If no takers soon, I'll post on the AGA forum.

Cheryl


----------



## Zapins (Jul 28, 2004)

is the Phyllanthus fluitans the red kind? i am curious as to how fast this thing grows and if its at all like duckweed?


----------



## Lyquidphyre (Jun 21, 2005)

I know I already snagged some of your star grass, but it looks so good I wouldn't mind more! If there are no other takers, I can take em off your hands (if thats alright with you)


----------



## Raithan Ellis (Nov 13, 2005)

Ygm :d


----------



## Raithan Ellis (Nov 13, 2005)

Thank you! These are some great looking plants!


----------



## aquariumnewbie (Dec 15, 2005)

i"ll take some stargrass a good bit but i am in gerogia i am getting an aquarium 55 gallon for christmas


----------



## CherylR (Aug 12, 2004)

No more stargrass for now. Needs time to grow back. Ask again in a week or so.

Cheryl


----------



## Ben Belton (Mar 14, 2004)

I want some guppies


----------



## CherylR (Aug 12, 2004)

You can't have any unless you come and get them.

Cheryl


----------



## Ben Belton (Mar 14, 2004)

OK. You can bring them when you pick up your next article


----------



## CherylR (Aug 12, 2004)

Man, I wish I could. At least in Virginia y'all still have winter. No winter here. It's cold enough, sort of, but no snow. Just dead brown grass and bare trees.
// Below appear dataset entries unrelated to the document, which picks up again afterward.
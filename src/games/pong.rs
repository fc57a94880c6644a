/// Pong on the 128x128 canvas.
///
/// Left paddle follows the held direction key; right paddle is a fixed
/// reactive AI that steps toward the ball every tick. The ball bounces off
/// the top and bottom edges and off either paddle, and leaving the board
/// on either side starts a new rally.

use std::time::Duration;

use rand::rngs::StdRng;
use rand::Rng;

use super::{record_high, GameEvent, MiniGame};
use crate::domain::input::{InputEvent, Key};
use crate::domain::timing::TickGate;

pub const WIDTH: i32 = 128;
pub const HEIGHT: i32 = 128;
pub const PADDLE_W: i32 = 4;
pub const PADDLE_H: i32 = 20;
pub const BALL_SIZE: i32 = 4;
pub const PLAYER_X: i32 = 4;
pub const AI_X: i32 = WIDTH - PADDLE_W - 4;
pub const BALL_SPEED: f32 = 2.0;
pub const PADDLE_SPEED: i32 = 3;
pub const AI_STEP: i32 = 2;

const PADDLE_START: i32 = HEIGHT / 2 - PADDLE_H / 2;
const BALL_START: (f32, f32) = ((WIDTH / 2) as f32, (HEIGHT / 2) as f32);

#[derive(Clone, Debug)]
pub struct PongState {
    /// Top edge of each paddle, always in `[0, HEIGHT - PADDLE_H]`.
    pub player_y: i32,
    pub ai_y: i32,
    /// Top-left corner of the ball.
    pub ball: (f32, f32),
    pub velocity: (f32, f32),
    /// Per-tick paddle motion while a direction key is held.
    pub player_vel: i32,
    pub score: u32,
    pub high_score: u32,
}

pub struct Pong {
    state: PongState,
    gate: TickGate,
    rng: StdRng,
}

fn clamp_paddle(y: i32) -> i32 {
    y.clamp(0, HEIGHT - PADDLE_H)
}

/// Does the ball's square overlap the paddle at (`x`, `y`)?
fn hits_paddle(ball: (f32, f32), x: i32, y: i32) -> bool {
    let (bx, by) = ball;
    let size = BALL_SIZE as f32;
    bx < (x + PADDLE_W) as f32
        && bx + size > x as f32
        && by < (y + PADDLE_H) as f32
        && by + size > y as f32
}

impl Pong {
    pub fn with_rng(tick: Duration, rng: StdRng) -> Self {
        let mut pong = Pong {
            state: PongState {
                player_y: PADDLE_START,
                ai_y: PADDLE_START,
                ball: BALL_START,
                velocity: (BALL_SPEED, BALL_SPEED),
                player_vel: 0,
                score: 0,
                high_score: 0,
            },
            gate: TickGate::new(tick),
            rng,
        };
        pong.reset();
        pong
    }

    /// Center paddles and ball; serve along a random diagonal.
    fn new_rally(&mut self, events: &mut Vec<GameEvent>) {
        let s = &mut self.state;
        record_high(s.score, &mut s.high_score, events);
        s.player_y = PADDLE_START;
        s.ai_y = PADDLE_START;
        s.ball = BALL_START;
        let vx = if self.rng.gen_bool(0.5) { BALL_SPEED } else { -BALL_SPEED };
        let vy = if self.rng.gen_bool(0.5) { BALL_SPEED } else { -BALL_SPEED };
        s.velocity = (vx, vy);
    }
}

impl MiniGame for Pong {
    type State = PongState;

    fn handle_event(&mut self, event: InputEvent) -> Vec<GameEvent> {
        let s = &mut self.state;
        match event {
            InputEvent::Press(Key::Up) => s.player_vel = -PADDLE_SPEED,
            InputEvent::Press(Key::Down) => s.player_vel = PADDLE_SPEED,
            InputEvent::Release(Key::Up) if s.player_vel < 0 => s.player_vel = 0,
            InputEvent::Release(Key::Down) if s.player_vel > 0 => s.player_vel = 0,
            _ => {}
        }
        vec![]
    }

    fn tick(&mut self, now: Duration) -> Vec<GameEvent> {
        if !self.gate.ready(now) {
            return vec![];
        }
        let mut events = Vec::new();
        let s = &mut self.state;

        s.player_y = clamp_paddle(s.player_y + s.player_vel);

        s.ball.0 += s.velocity.0;
        s.ball.1 += s.velocity.1;

        let floor = (HEIGHT - BALL_SIZE) as f32;
        if s.ball.1 <= 0.0 {
            s.ball.1 = 0.0;
            s.velocity.1 = s.velocity.1.abs();
        } else if s.ball.1 >= floor {
            s.ball.1 = floor;
            s.velocity.1 = -s.velocity.1.abs();
        }

        // One paddle at most per tick, and only when the ball is heading at it.
        if s.velocity.0 < 0.0 && hits_paddle(s.ball, PLAYER_X, s.player_y) {
            s.velocity.0 = -s.velocity.0;
            events.push(GameEvent::PaddleHit);
        } else if s.velocity.0 > 0.0 && hits_paddle(s.ball, AI_X, s.ai_y) {
            s.velocity.0 = -s.velocity.0;
            events.push(GameEvent::PaddleHit);
        }

        if s.ball.0 + (BALL_SIZE as f32) < 0.0 {
            events.push(GameEvent::PointLost);
            self.new_rally(&mut events);
            self.state.score = 0;
            return events;
        }
        if s.ball.0 > WIDTH as f32 {
            s.score += 1;
            events.push(GameEvent::PointWon { score: s.score });
            self.new_rally(&mut events);
            return events;
        }

        let ball_y = s.ball.1 as i32;
        if ball_y > s.ai_y + PADDLE_H / 2 {
            s.ai_y += AI_STEP;
        } else {
            s.ai_y -= AI_STEP;
        }
        s.ai_y = clamp_paddle(s.ai_y);

        events
    }

    fn reset(&mut self) {
        self.state.score = 0;
        self.state.player_vel = 0;
        self.new_rally(&mut Vec::new());
        self.gate.rearm();
    }

    fn state(&self) -> &PongState {
        &self.state
    }
}

#[cfg(test)]
mod tests {
    use super::*;
    use rand::SeedableRng;

    const TICK: Duration = Duration::from_millis(33);

    fn seeded() -> Pong {
        Pong::with_rng(TICK, StdRng::seed_from_u64(3))
    }

    fn at(step: u32) -> Duration {
        TICK * step
    }

    #[test]
    fn reset_serves_diagonally_from_center() {
        let g = seeded();
        let s = g.state();
        assert_eq!(s.ball, BALL_START);
        assert_eq!(s.player_y, PADDLE_START);
        assert_eq!(s.ai_y, PADDLE_START);
        assert_eq!(s.velocity.0.abs(), BALL_SPEED);
        assert_eq!(s.velocity.1.abs(), BALL_SPEED);
    }

    #[test]
    fn held_key_moves_until_release() {
        let mut g = seeded();
        g.handle_event(InputEvent::Press(Key::Up));
        g.tick(at(0));
        g.tick(at(1));
        assert_eq!(g.state().player_y, PADDLE_START - 2 * PADDLE_SPEED);
        g.handle_event(InputEvent::Release(Key::Up));
        g.tick(at(2));
        assert_eq!(g.state().player_y, PADDLE_START - 2 * PADDLE_SPEED);
    }

    #[test]
    fn release_of_other_key_keeps_moving() {
        let mut g = seeded();
        g.handle_event(InputEvent::Press(Key::Down));
        g.handle_event(InputEvent::Release(Key::Up));
        assert_eq!(g.state().player_vel, PADDLE_SPEED);
    }

    #[test]
    fn paddle_clamped_to_board() {
        let mut g = seeded();
        g.state.velocity = (0.0, 0.0);
        g.handle_event(InputEvent::Press(Key::Down));
        for i in 0..100 {
            g.tick(at(i));
            assert!(g.state().player_y >= 0 && g.state().player_y <= HEIGHT - PADDLE_H);
            assert!(g.state().ai_y >= 0 && g.state().ai_y <= HEIGHT - PADDLE_H);
        }
        assert_eq!(g.state().player_y, HEIGHT - PADDLE_H);
    }

    #[test]
    fn bounces_off_player_paddle_once() {
        let mut g = seeded();
        g.state.player_y = 50;
        g.state.ball = (PLAYER_X as f32 + PADDLE_W as f32 + 1.0, 55.0);
        g.state.velocity = (-BALL_SPEED, BALL_SPEED);
        let events = g.tick(at(0));
        assert_eq!(events, vec![GameEvent::PaddleHit]);
        assert_eq!(g.state().velocity.0, BALL_SPEED);
        // Still overlapping next tick but heading away: no second flip.
        let events = g.tick(at(1));
        assert!(events.is_empty());
        assert_eq!(g.state().velocity.0, BALL_SPEED);
    }

    #[test]
    fn bounces_off_ai_paddle() {
        let mut g = seeded();
        g.state.ai_y = 50;
        g.state.ball = (AI_X as f32 - BALL_SIZE as f32 - 1.0, 58.0);
        g.state.velocity = (BALL_SPEED, -BALL_SPEED);
        g.tick(at(0));
        assert_eq!(g.state().velocity.0, -BALL_SPEED);
    }

    #[test]
    fn no_flip_in_open_court() {
        let mut g = seeded();
        g.state.ball = (60.0, 60.0);
        g.state.velocity = (BALL_SPEED, BALL_SPEED);
        g.tick(at(0));
        assert_eq!(g.state().velocity.0, BALL_SPEED);
    }

    #[test]
    fn reflects_off_top_edge() {
        let mut g = seeded();
        g.state.ball = (60.0, 1.0);
        g.state.velocity = (BALL_SPEED, -BALL_SPEED);
        g.tick(at(0));
        assert_eq!(g.state().ball.1, 0.0);
        assert_eq!(g.state().velocity.1, BALL_SPEED);
    }

    #[test]
    fn right_exit_scores_and_serves() {
        let mut g = seeded();
        g.state.ai_y = 0;
        g.state.ball = (WIDTH as f32 - 1.0, 100.0);
        g.state.velocity = (BALL_SPEED, BALL_SPEED);
        let events = g.tick(at(0));
        assert!(events.contains(&GameEvent::PointWon { score: 1 }));
        assert!(events.contains(&GameEvent::NewHighScore { score: 1 }));
        assert_eq!(g.state().score, 1);
        assert_eq!(g.state().high_score, 1);
        assert_eq!(g.state().ball, BALL_START);
    }

    #[test]
    fn left_exit_scores_nothing_and_keeps_best() {
        let mut g = seeded();
        g.state.score = 3;
        g.state.high_score = 1;
        g.state.player_y = HEIGHT - PADDLE_H;
        g.state.ball = (-BALL_SIZE as f32 + 1.0, 20.0);
        g.state.velocity = (-BALL_SPEED, BALL_SPEED);
        let events = g.tick(at(0));
        assert_eq!(events[0], GameEvent::PointLost);
        assert_eq!(g.state().high_score, 3);
        assert_eq!(g.state().score, 0);
        assert_eq!(g.state().ball, BALL_START);
    }

    #[test]
    fn ai_steps_toward_ball() {
        let mut g = seeded();
        g.state.ai_y = 10;
        g.state.ball = (60.0, 100.0);
        g.state.velocity = (-BALL_SPEED, 0.0);
        g.tick(at(0));
        assert_eq!(g.state().ai_y, 10 + AI_STEP);
    }
}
Well, short of coming up there, I could get Ricky to write your article....

Cheryl


----------



## Ben Belton (Mar 14, 2004)

We've had snow on the ground for about a week. I'll send you some. You can melt it and put the guppies in the water.

oh please... someone already had Ricky autograph the other thing I wrote. He told them it wasn't his, and they said but his tank was in it. Arghh!!!

Ben


----------



## aquariumnewbie (Dec 15, 2005)

Can I have Some Stargrass now or the sword plant


----------



## milalic (Aug 26, 2005)

CherylR,

how much are the guppies?


----------



## Ben Belton (Mar 14, 2004)

My LFS sells them 10 for $1. They are great for feeding your Oscar


----------



## chlad (Mar 6, 2005)

*Plants-if you need to get rid of some*

Hi there,
I did a bad thing and bought another aquarium. If you need to trim any of your plants-let me know, I can pick them up.

Thanks!


----------